Oleh Harmoko M. Said*
Lahirnya Undang-Undang Nomor 10 tahun 2016“ tetang pemilihan Gubernur wakil gubernur, Bupti Wakil Bupati, Walikota dan Wakil Walikota terkadang menguntungkan” terkadang juga Menjadi polemik ditengah kehidupan sosial baik dikalangan aktifis maupun dikalangan masyarakat pada umunya. Hal yang paling menonjol di diskusikan atau menjadi sorotan publik adalah proses penyelesaian pelanggaran pemilu.
Dalam undangan-undang pemilihan maupun perbawaslu nomor 14 tahun 2017 bahwa Bawaslu, Bawaslu Provinsi, dan Bawaslu Kabupaten/Kota diberi kewenangan untuk menerima, memeriksa, mengkaji dan memutus pelanggaran Pemilu.
Namun pada sisi lain terdapat juga banyak kekurangan dalam perbawaslu no 14 tahun 2017 sebagai dasar bagi bawaslu dalam rangka menyelesaikan pelanggaran pemilihan.
Kelemahan-keleman dalam undang-undang pemilu maupun perbawaslu adalah sebagai berikut :
1. Keterbatasan waktu
Menangani pelanggaran pemilihan sudah diatur dalam perbawaslu no 14 tahun 2017 batas waktu penanganan pelanggaran pemilihan. Dengan keterbatasan waktu yang dimiliki oleh bawaslu sehingga proses penyelesaian pelanggaran pemilihan tidak maksimal.
2. Dalam hal adanya dungaan pelanggaran baik itu temuan maupun laporan ada beberapa pihak yang harus di undang untuk di klarifikasi sebagaimana di atur dalam perbawaslu no 14 tahun 2017 pasa.
Ketika para pihak atau salah satu pihak entah itu pelapor, terlapor atau saksi tidak menghadiri undangan ferivikasi tersebut. Disinilah salah satu kelemahanya, bahwa undangan klarifikasi itu hanya sebatas undangan tidak ada daya paksa sebagaimana undangan polisi apabila tidak menghadiri maka akan di jemput paksa.

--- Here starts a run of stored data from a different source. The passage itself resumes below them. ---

use arrayvec::ArrayVec;
use glam::{ IVec3, Vec3 };

use crate::{
    tables::{ CORNER_OFFSETS, EDGE_CORNERS, MAX_CUBE_TRIANGLES, edge_mask, triangle_edges },
    interpolate::{ Interpolation, edge_vertex },
    Triangle,
    ValueGrid,
};

/// Corner positions and samples of one unit cell, in the corner order of
/// [`CORNER_OFFSETS`].
#[derive(Clone, Copy, Debug, PartialEq)]
pub struct CubeWindow {
    pub corners: [Vec3; 8],
    pub values: [f32; 8],
}

impl CubeWindow {
    /// Samples the cube whose lowest corner is the grid point `origin`.
    /// Corner positions are grid coordinates scaled by `step`.
    pub fn sample(grid: &ValueGrid, origin: IVec3, step: f32) -> Self {
        Self::sample_with(origin, step, |pos| grid.get(pos))
    }

    /// Same as [`CubeWindow::sample`] over any sample source.
    #[inline]
    pub fn sample_with<F: Fn(IVec3) -> f32>(origin: IVec3, step: f32, value: F) -> Self {
        let points = CORNER_OFFSETS.map(|offset| origin + offset);
        Self {
            corners: points.map(|point| point.as_vec3() * step),
            values: points.map(value),
        }
    }

    /// Grid points of the 8 corners.
    pub fn corner_points(origin: IVec3) -> [IVec3; 8] {
        CORNER_OFFSETS.map(|offset| origin + offset)
    }
}

/// Configuration index of a cube: bit `i` is set iff corner `i` is strictly
/// above `threshold`. A corner exactly on the threshold counts as outside.
#[inline]
pub fn config_index(values: &[f32; 8], threshold: f32) -> u8 {
    values.iter()
        .enumerate()
        .fold(0u8, |index, (corner, &value)| {
            if value > threshold { index | (1 << corner) } else { index }
        })
}

/// Configuration index from a per-corner membership test.
#[inline]
pub fn config_index_from<F: Fn(usize) -> bool>(inside: F) -> u8 {
    (0..8).fold(0u8, |index, corner| {
        if inside(corner) { index | (1 << corner) } else { index }
    })
}

/// Receives the triangles of a polygonized cube, already in output winding.
pub trait TriangleSink {
    fn push_triangle(&mut self, triangle: Triangle);
}

impl TriangleSink for Vec<Triangle> {
    #[inline(always)]
    fn push_triangle(&mut self, triangle: Triangle) {
        self.push(triangle);
    }
}

impl TriangleSink for ArrayVec<Triangle, MAX_CUBE_TRIANGLES> {
    #[inline(always)]
    fn push_triangle(&mut self, triangle: Triangle) {
        self.push(triangle);
    }
}

/// Emits the triangles of one cube into `sink` and returns how many were
/// emitted (0 to 5).
///
/// Each table triple `(e0, e1, e2)` is emitted as `(v2, v1, v0)`, which
/// makes counter-clockwise faces point away from the samples above the
/// threshold.
pub fn polygonize<S: TriangleSink + ?Sized>(
    config: u8,
    window: &CubeWindow,
    threshold: f32,
    method: Interpolation,
    sink: &mut S,
) -> usize {
    let mask = edge_mask(config);
    if mask == 0 {
        return 0;
    }

    let mut edge_vertices = [Vec3::ZERO; 12];
    for (edge, &(a, b)) in EDGE_CORNERS.iter().enumerate() {
        if mask & (1 << edge) != 0 {
            edge_vertices[edge] = edge_vertex(
                window.corners[a],
                window.corners[b],
                window.values[a],
                window.values[b],
                threshold,
                method,
            );
        }
    }

    let triangles = triangle_edges(config);
    for &[e0, e1, e2] in &triangles {
        sink.push_triangle([edge_vertices[e2], edge_vertices[e1], edge_vertices[e0]]);
    }
    triangles.len()
}

/// Samples, classifies and polygonizes the cube at `origin` in one go.
pub fn march_cube<S: TriangleSink + ?Sized>(
    grid: &ValueGrid,
    origin: IVec3,
    step: f32,
    threshold: f32,
    method: Interpolation,
    sink: &mut S,
) -> usize {
    let window = CubeWindow::sample(grid, origin, step);
    let config = config_index(&window.values, threshold);
    polygonize(config, &window, threshold, method, sink)
}

#[cfg(test)]
fn window_with_config(config: u8) -> CubeWindow {
    CubeWindow::sample_with(IVec3::ZERO, 1.0, |pos| {
        let corner = CORNER_OFFSETS.iter().position(|&o| o == pos).unwrap();
        if config & (1 << corner) != 0 { 1.0 } else { 0.0 }
    })
}

#[test]
fn classification_is_strict() {
    let mut values = [0.0; 8];
    values[0] = 0.5;
    assert_eq!(config_index(&values, 0.5), 0);
    values[0] = 0.5001;
    assert_eq!(config_index(&values, 0.5), 1);
    values[7] = 2.0;
    assert_eq!(config_index(&values, 0.5), 0b1000_0001);
    assert_eq!(config_index(&[1.0; 8], 0.5), 255);
    assert_eq!(config_index_from(|corner| corner == 3), 0b0000_1000);
}

#[test]
fn uniform_cubes_emit_nothing() {
    for config in [0u8, 255] {
        let mut sink = Vec::new();
        let window = window_with_config(config);
        assert_eq!(polygonize(config, &window, 0.5, Interpolation::Linear, &mut sink), 0);
        assert!(sink.is_empty());
    }
}

#[test]
fn every_configuration_emits_whole_triangles() {
    for config in 1..=254u8 {
        let window = window_with_config(config);
        assert_eq!(config_index(&window.values, 0.5), config);

        let mut sink = Vec::new();
        let count = polygonize(config, &window, 0.5, Interpolation::HalfPoint, &mut sink);
        assert!((1..=MAX_CUBE_TRIANGLES).contains(&count));
        assert_eq!(sink.len(), count);

        // Every vertex is the midpoint of an active edge
        let mask = edge_mask(config);
        for vertex in sink.iter().flatten() {
            let on_active_edge = EDGE_CORNERS.iter().enumerate().any(|(edge, &(a, b))| {
                mask & (1 << edge) != 0 && (window.corners[a] + window.corners[b]) * 0.5 == *vertex
            });
            assert!(on_active_edge, "config {config} vertex {vertex}");
        }
    }
}

#[test]
fn single_corner_winding() {
    let window = window_with_config(1);
    let mut sink = Vec::new();
    assert_eq!(polygonize(1, &window, 0.5, Interpolation::HalfPoint, &mut sink), 1);
    // Table order is edges (0, 8, 3); emitted reversed
    assert_eq!(sink[0], [
        Vec3::new(0.0, 0.5, 0.0),
        Vec3::new(0.0, 0.0, 0.5),
        Vec3::new(0.5, 0.0, 0.0),
    ]);

    // Normal points away from the inside corner
    let [a, b, c] = sink[0];
    let normal = (b - a).cross(c - a);
    assert!(normal.dot(Vec3::ONE) > 0.0);
}

#[test]
fn sample_scales_by_step() {
    let grid = ValueGrid::new(4).unwrap();
    let window = CubeWindow::sample(&grid, IVec3::new(1, 2, 0), 0.5);
    assert_eq!(window.corners[0], Vec3::new(0.5, 1.0, 0.0));
    assert_eq!(window.corners[6], Vec3::new(1.0, 1.5, 0.5));
    assert_eq!(CubeWindow::corner_points(IVec3::ZERO)[6], IVec3::ONE);
}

Dari dua poin yang di bahas di atas sangat berpengaruh pada proses penyelesaian pelanggaran pemilihan dan bawaslu harus lebih fokus dan intensif dalam menyelesaian pelanggaran itu, dengan mekanisme yang diatur dalam UU maupun peraturan di bawahnya (Perbawaslu)
Panwaslu kabupaten/kota memiliki kewenangan untuk meminnta klarifikasi, namun ketika pihak yang ingin di klarifikasi itu tidak menghadiri atau mangkir dari undangan klarifikasi, Maka panwaslu tidak memiliki daya paksa untuk menjemput orang, karena itu bukan kewenangannya, itu hanya diatur untuk beberapa lembaga negara, seperti aparat penegak hukum lainnya.
Didalam perbawaslu no 14 tahun 2017 tentang penanganan pelanggaran pemilihan gubernur wakil gubernur, bupati wakil bupati, walikota dan wakil walikota, dalam hal terjadi dugaan pelanggaran pemilihan juga tidak memberikan titik tekan pada para pihak yang di undangan untuk diklrifikasi dan kalau pihak itu tidak hadir maka tidak akan menemukan hasil.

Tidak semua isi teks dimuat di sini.